• Supplied material:
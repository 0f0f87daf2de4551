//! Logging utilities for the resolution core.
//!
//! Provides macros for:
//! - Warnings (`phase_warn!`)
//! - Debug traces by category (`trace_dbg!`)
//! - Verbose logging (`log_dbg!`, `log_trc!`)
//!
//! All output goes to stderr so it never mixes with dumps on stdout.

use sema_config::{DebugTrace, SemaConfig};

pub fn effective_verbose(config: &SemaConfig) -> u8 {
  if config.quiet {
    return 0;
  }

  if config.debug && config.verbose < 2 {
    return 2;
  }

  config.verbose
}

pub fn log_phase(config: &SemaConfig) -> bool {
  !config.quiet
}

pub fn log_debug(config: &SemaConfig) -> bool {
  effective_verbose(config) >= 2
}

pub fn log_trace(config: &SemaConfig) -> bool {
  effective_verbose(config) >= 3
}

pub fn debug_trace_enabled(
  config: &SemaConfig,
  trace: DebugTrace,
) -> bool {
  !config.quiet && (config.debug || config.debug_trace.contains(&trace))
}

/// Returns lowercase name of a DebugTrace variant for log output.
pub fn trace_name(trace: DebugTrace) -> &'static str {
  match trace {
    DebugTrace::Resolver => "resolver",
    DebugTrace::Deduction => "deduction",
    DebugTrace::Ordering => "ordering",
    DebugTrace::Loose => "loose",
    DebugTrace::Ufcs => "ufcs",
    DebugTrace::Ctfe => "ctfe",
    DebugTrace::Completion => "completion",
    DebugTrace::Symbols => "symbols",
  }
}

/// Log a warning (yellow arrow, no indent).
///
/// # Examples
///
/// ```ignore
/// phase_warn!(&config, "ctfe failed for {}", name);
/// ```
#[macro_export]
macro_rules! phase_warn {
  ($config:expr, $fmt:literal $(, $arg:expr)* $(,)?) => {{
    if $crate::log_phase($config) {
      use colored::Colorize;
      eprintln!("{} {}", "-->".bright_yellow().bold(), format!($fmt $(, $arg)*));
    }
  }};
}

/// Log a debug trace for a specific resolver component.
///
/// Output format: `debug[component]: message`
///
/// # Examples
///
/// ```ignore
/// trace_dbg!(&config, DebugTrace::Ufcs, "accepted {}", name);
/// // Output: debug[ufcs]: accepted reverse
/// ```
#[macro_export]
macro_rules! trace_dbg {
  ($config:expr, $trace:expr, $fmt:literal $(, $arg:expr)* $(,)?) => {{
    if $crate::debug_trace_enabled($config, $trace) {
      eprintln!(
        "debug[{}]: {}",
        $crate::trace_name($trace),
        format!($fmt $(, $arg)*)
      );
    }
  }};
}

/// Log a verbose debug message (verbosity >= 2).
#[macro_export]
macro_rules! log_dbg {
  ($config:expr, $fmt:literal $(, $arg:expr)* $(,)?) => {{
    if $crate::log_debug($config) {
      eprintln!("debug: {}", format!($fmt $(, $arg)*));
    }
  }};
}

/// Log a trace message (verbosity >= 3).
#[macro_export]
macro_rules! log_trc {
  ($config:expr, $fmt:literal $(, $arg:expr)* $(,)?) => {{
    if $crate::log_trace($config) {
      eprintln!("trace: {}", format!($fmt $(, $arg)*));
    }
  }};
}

• Problem details: Your job here is to copy the entries above exactly.

• Response to the exercise:
repository 0f0f87daf2de4551
//! Logging utilities for the resolution core.
//!
//! Provides macros for:
//! - Warnings (`phase_warn!`)
//! - Debug traces by category (`trace_dbg!`)
//! - Verbose logging (`log_dbg!`, `log_trc!`)
//!
//! All output goes to stderr so it never mixes with dumps on stdout.

use sema_config::{DebugTrace, SemaConfig};

pub fn effective_verbose(config: &SemaConfig) -> u8 {
  if config.quiet {
    return 0;
  }

  if config.debug && config.verbose < 2 {
    return 2;
  }

  config.verbose
}

pub fn log_phase(config: &SemaConfig) -> bool {
  !config.quiet
}

pub fn log_debug(config: &SemaConfig) -> bool {
  effective_verbose(config) >= 2
}

pub fn log_trace(config: &SemaConfig) -> bool {
  effective_verbose(config) >= 3
}

pub fn debug_trace_enabled(
  config: &SemaConfig,
  trace: DebugTrace,
) -> bool {
  !config.quiet && (config.debug || config.debug_trace.contains(&trace))
}

/// Returns lowercase name of a DebugTrace variant for log output.
pub fn trace_name(trace: DebugTrace) -> &'static str {
  match trace {
    DebugTrace::Resolver => "resolver",
    DebugTrace::Deduction => "deduction",
    DebugTrace::Ordering => "ordering",
    DebugTrace::Loose => "loose",
    DebugTrace::Ufcs => "ufcs",
    DebugTrace::Ctfe => "ctfe",
    DebugTrace::Completion => "completion",
    DebugTrace::Symbols => "symbols",
  }
}

/// Log a warning (yellow arrow, no indent).
///
/// # Examples
///
/// ```ignore
/// phase_warn!(&config, "ctfe failed for {}", name);
/// ```
#[macro_export]
macro_rules! phase_warn {
  ($config:expr, $fmt:literal $(, $arg:expr)* $(,)?) => {{
    if $crate::log_phase($config) {
      use colored::Colorize;
      eprintln!("{} {}", "-->".bright_yellow().bold(), format!($fmt $(, $arg)*));
    }
  }};
}

/// Log a debug trace for a specific resolver component.
///
/// Output format: `debug[component]: message`
///
/// # Examples
///
/// ```ignore
/// trace_dbg!(&config, DebugTrace::Ufcs, "accepted {}", name);
/// // Output: debug[ufcs]: accepted reverse
/// ```
#[macro_export]
macro_rules! trace_dbg {
  ($config:expr, $trace:expr, $fmt:literal $(, $arg:expr)* $(,)?) => {{
    if $crate::debug_trace_enabled($config, $trace) {
      eprintln!(
        "debug[{}]: {}",
        $crate::trace_name($trace),
        format!($fmt $(, $arg)*)
      );
    }
  }};
}

/// Log a verbose debug message (verbosity >= 2).
#[macro_export]
macro_rules! log_dbg {
  ($config:expr, $fmt:literal $(, $arg:expr)* $(,)?) => {{
    if $crate::log_debug($config) {
      eprintln!("debug: {}", format!($fmt $(, $arg)*));
    }
  }};
}

/// Log a trace message (verbosity >= 3).
#[macro_export]
macro_rules! log_trc {
  ($config:expr, $fmt:literal $(, $arg:expr)* $(,)?) => {{
    if $crate::log_trace($config) {
      eprintln!("trace: {}", format!($fmt $(, $arg)*));
    }
  }};
}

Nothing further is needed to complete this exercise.